Meski kalah di final, perjalanan Vandeweghe menantang Serena sangatlah cemerlang. Dibabak pertama ia berhasil mengalahkan Melinda Czink dengan skor meyakinkan 4-6, 1-6. Di babak kedua, giliran Jelena Jankovic yang dilibasnya juga denga straight set 4-6, 2-6. Selanjutnya di babak perempat final adik petenis no2  dunia, Urszula Radwanska yang menjadi korbannya dengan skor 4-6, 4-6. Dan Yanina Wickmayer adalah batu sandungan terakhir yang disingkirkannya dalam pertarungan sengit tiga set 2-6, 6-3, 2-6. Namun sayang, di babak final Serena Williams masih terlalu perkasa bagi gadis usia 21 tahun ini. Vandeweghe menyerah dalam dua set 7-5, 6-3.

Coco Vandeweghe terlahir 6 Desember 1991 di New York. Stanford adalah babak final turnamen WTA pertamanya. Sebelum ini, karir Vandeweghe tenggelam diantara petenis Amerika lainnya diluar Williams bersaudara seperti  Vania King atau Melanie Oudin yang sempat memberikan harapan bagi Amerika saat lolos ke babak perempat final US Open 2009. 

Accura Clasic 2007 adalah debutnya dalam turnamen WTA, dan kandas di babak pertama. Ditahun-tahun berikutnya, prestasi terbaik Vandeweghe di turnamen profesional paling banter hanya sampai babak kedua. Di US Open 2011, ia berhasil maju ke babak kedua. Dan ranking terbaik sebelumnya adalah 120. Di Stanfordlah, Vandeweghe berhasil mencicipi manisnya babak final untuk pertama kalinya.

Dengan berhasil maju ke final Stanford, peringkat Vandeweghe melonjak ke 69, yang otomatis memberinya tiket ke babak utama US Open 2012, dimana ia sangat berharap untuk tetap dapat mempertahankan penampilan cemerlangnya ini. 

Saya rasa bukan hanya Vandeweghe seorang yang berharap tampil maksimal di gelaran grandslam penutup ini.
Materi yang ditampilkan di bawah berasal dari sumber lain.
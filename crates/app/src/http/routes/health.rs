use axum::extract::State;
use axum::Json;
use serde::Serialize;

use crate::state::AppState;
use threadboard_core::store::BoardRepository;

#[derive(Debug, Serialize)]
pub struct HealthResponse {
    pub status: &'static str,
    pub storage: StorageStatus,
    pub auth: AuthStatus,
}

#[derive(Debug, Serialize)]
pub struct StorageStatus {
    pub backend: &'static str,
}

#[derive(Debug, Serialize)]
pub struct AuthStatus {
    pub configured: bool,
}

pub async fn health(State(state): State<AppState>) -> Json<HealthResponse> {
    Json(HealthResponse {
        status: "ok",
        storage: StorageStatus {
            backend: state.board.repository().backend_name(),
        },
        auth: AuthStatus {
            configured: state.auth.is_some(),
        },
    })
}
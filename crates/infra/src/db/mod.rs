pub mod board_repo;
pub mod migrations;
pub mod pool;

pub use board_repo::{BoardRepoError, PgBoardRepository, PgBoardStore};
pub use migrations::run_migrations;
pub use pool::{connect_lazy, DbPool, DbPoolError};
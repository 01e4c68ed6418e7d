use clap::{Parser, Subcommand};

#[derive(Debug, Parser)]
#[command(author, version, about)]
pub struct Cli {
    #[command(subcommand)]
    pub command: Option<Command>,
}

#[derive(Debug, Subcommand)]
pub enum Command {
    /// Run the HTTP API.
    Serve {
        #[arg(long, default_value_t = false)]
        skip_migrations: bool,
    },
    /// Print a signed caller token for local testing.
    IssueToken {
        #[arg(long)]
        user: String,
        #[arg(long, default_value_t = 3600)]
        ttl_secs: i64,
    },
}

impl Cli {
    pub fn into_command(self) -> Command {
        self.command.unwrap_or(Command::Serve {
            skip_migrations: false,
        })
    }
}
impl FilterTranslator {
    /// Translate a bound predicate tree into an evaluator
    pub fn translate(predicate: &Predicate) -> Result<Filter, DatabaseError> {
        Ok(Filter {
            node: Self::translate_node(predicate, 0)?,
        })
    }

    /// Translate an optional predicate; `None` accepts everything
    pub fn translate_opt(predicate: Option<&Predicate>) -> Result<Filter, DatabaseError> {
        predicate.map_or_else(|| Ok(Filter::accept_all()), Self::translate)
    }

    fn translate_node(predicate: &Predicate, depth: usize) -> Result<Node, DatabaseError> {
        if depth > MAX_PREDICATE_DEPTH {
            return Err(DatabaseError::InvalidQuery(format!(
                "predicate nesting exceeds {MAX_PREDICATE_DEPTH} levels"
            )));
        }

        match predicate {
            Predicate::And { and } => Ok(Node::And(
                and.iter()
                    .map(|p| Self::translate_node(p, depth + 1))
                    .collect::<Result<_, _>>()?,
            )),
            Predicate::Or { or } => Ok(Node::Or(
                or.iter()
                    .map(|p| Self::translate_node(p, depth + 1))
                    .collect::<Result<_, _>>()?,
            )),
            Predicate::Not { not } => Ok(Node::Not(Box::new(Self::translate_node(not, depth + 1)?))),
            Predicate::Exists { .. } => Err(DatabaseError::InvalidQuery(
                "exists subquery was not resolved before filtering".to_string(),
            )),
            Predicate::Compare(comparison) => Self::translate_comparison(comparison),
        }
    }

    fn translate_comparison(c: &Comparison) -> Result<Node, DatabaseError> {
        let rhs = match &c.value {
            Operand::Literal(v) => Rhs::Literal(v.clone()),
            Operand::Field { field } => Rhs::Field(field.clone()),
            Operand::Outer { outer } => {
                return Err(DatabaseError::InvalidQuery(format!(
                    "outer reference '{outer}' used outside a subquery"
                )))
            }
            Operand::Subquery { .. } => {
                return Err(DatabaseError::InvalidQuery(
                    "subquery operand was not resolved before filtering".to_string(),
                ))
            }
        };

        if let Rhs::Literal(value) = &rhs {
            match c.op {
                Operator::In | Operator::NotIn if !value.is_array() => {
                    return Err(DatabaseError::InvalidQuery(format!(
                        "'{}' needs an array value",
                        c.field
                    )));
                }
                Operator::Between if value.as_array().is_none_or(|a| a.len() != 2) => {
                    return Err(DatabaseError::InvalidQuery(format!(
                        "between on '{}' needs [low, high]",
                        c.field
                    )));
                }
                Operator::Like if !value.is_string() => {
                    return Err(DatabaseError::InvalidQuery(format!(
                        "like on '{}' needs a string pattern",
                        c.field
                    )));
                }
                _ => {}
            }
        }

        Ok(Node::Compare {
            field: c.field.clone(),
            op: c.op,
            rhs,
            case_insensitive: c.case_insensitive,
        })
    }

    /// Apply one operator to two present values
    fn compare(left: &Value, op: Operator, right: &Value, ci: bool) -> bool {
        match op {
            Operator::Eq => values_equal(left, right, ci),
            Operator::Ne => !values_equal(left, right, ci),
            Operator::Gt => numeric_cmp(left, right) == Some(Ordering::Greater),
            Operator::Gte => matches!(
                numeric_cmp(left, right),
                Some(Ordering::Greater | Ordering::Equal)
            ),
            Operator::Lt => numeric_cmp(left, right) == Some(Ordering::Less),
            Operator::Lte => matches!(
                numeric_cmp(left, right),
                Some(Ordering::Less | Ordering::Equal)
            ),
            Operator::Between => match right.as_array().map(Vec::as_slice) {
                Some([low, high]) => {
                    matches!(numeric_cmp(left, low), Some(Ordering::Greater | Ordering::Equal))
                        && matches!(numeric_cmp(left, high), Some(Ordering::Less | Ordering::Equal))
                }
                _ => false,
            },
            Operator::In => right
                .as_array()
                .is_some_and(|set| set.iter().any(|v| values_equal(left, v, ci))),
            Operator::NotIn => right
                .as_array()
                .is_some_and(|set| !set.iter().any(|v| values_equal(left, v, ci))),
            Operator::Contains => match (left, right) {
                (Value::String(s), Value::String(needle)) => {
                    with_case(s, ci).contains(with_case(needle, ci).as_str())
                }
                (Value::Array(items), item) => items.iter().any(|v| values_equal(v, item, ci)),
                _ => false,
            },
            Operator::StartsWith => match (left, right) {
                (Value::String(s), Value::String(prefix)) => {
                    with_case(s, ci).starts_with(with_case(prefix, ci).as_str())
                }
                _ => false,
            },
            Operator::EndsWith => match (left, right) {
                (Value::String(s), Value::String(suffix)) => {
                    with_case(s, ci).ends_with(with_case(suffix, ci).as_str())
                }
                _ => false,
            },
            Operator::Like => match (left, right) {
                (Value::String(s), Value::String(pattern)) => {
                    Self::like_pattern_match(&with_case(s, ci), &with_case(pattern, ci))
                }
                _ => false,
            },
            Operator::IsNull => left.is_null(),
            Operator::IsNotNull => !left.is_null(),
        }
    }

    /// SQL LIKE: `%` matches any run of characters, `_` exactly one.
    ///
    /// Greedy scan that backtracks only to the most recent `%`, so the cost
    /// is O(text * pattern) at worst.
    fn like_pattern_match(text: &str, pattern: &str) -> bool {
        let text: Vec<char> = text.chars().collect();
        let pattern: Vec<char> = pattern.chars().collect();

        let (mut t, mut p) = (0, 0);
        // pattern index after the last `%`, and the text index it was matched at
        let mut resume: Option<(usize, usize)> = None;

        while t < text.len() {
            match pattern.get(p) {
                Some('%') => {
                    p += 1;
                    resume = Some((p, t));
                }
                Some('_') => {
                    p += 1;
                    t += 1;
                }
                Some(c) if *c == text[t] => {
                    p += 1;
                    t += 1;
                }
                _ => match resume {
                    // let the last `%` swallow one more character
                    Some((after, start)) => {
                        p = after;
                        t = start + 1;
                        resume = Some((after, start + 1));
                    }
                    None => return false,
                },
            }
        }
        pattern[p..].iter().all(|c| *c == '%')
    }
}
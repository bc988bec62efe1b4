/// Executor module - turns a query document into rows
///
/// Structure:
/// - conditions: predicate translation and evaluation
/// - join: inner/outer joins over relations
/// - aggregate: groupBy and aggregate functions
/// - window: window functions
/// - subquery: scalar / set / exists subqueries, correlation
/// - cte: common table expressions
/// - queries: the pipeline tying the stages together
/// - cancel: cooperative cancellation

pub mod aggregate;
pub mod cancel;
pub mod conditions;
pub mod cte;
pub mod join;
pub mod queries;
pub mod subquery;
pub mod window;

pub use aggregate::AggregateExecutor;
pub use cancel::CancellationToken;
pub use conditions::{Filter, FilterTranslator};
pub use cte::{CteScope, CteValidator, CteView};
pub use join::{JoinExecutor, JoinPredicate, JoinedRelation, Provenance, Relation, ScopedRow};
pub use queries::{QueryExecutor, QueryOptions, QueryResult, QueryStats, TableScan, TableSource};
pub use subquery::{SubqueryExecutor, SubqueryRunner, SubqueryState};
pub use window::WindowFunctionExecutor;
Tapi seluruh warga Amerika pun berharap, agar segera ada regenerasi pemain untuk melapis Williams bersaudara yang sudah sampai diusia senja karirnya. Bagaimanapun juga Amerika mempunyai sejarah gemilang dalam dunia tenis. Sejarah mencatat, ada banyak pemain US yang menghuni peringkat sepuluh besar dalam satu masa. Sebutlah eranya Monica Seles, Mary Joe Fernandez, Lindsay Davenport, Jennifer Capriati, dan Williams Bersaudara, nama-nama besar yang berhasil menguasai peta pertenisan dunia, sekaligus manifesto suksesnya regenerasi pertenisan Amerika.

Mudah-mudahan tampilnya pemain diluar Williams bersaudara di babak final turnamen WTA, Coco Vandeweghe akan menjadi pemicu munculnya pemain-pemain besar lainnya dari Amerika Serikat, seperti halnya pernah terjadi  di Rusia dengan barisan Russian' Girls nya.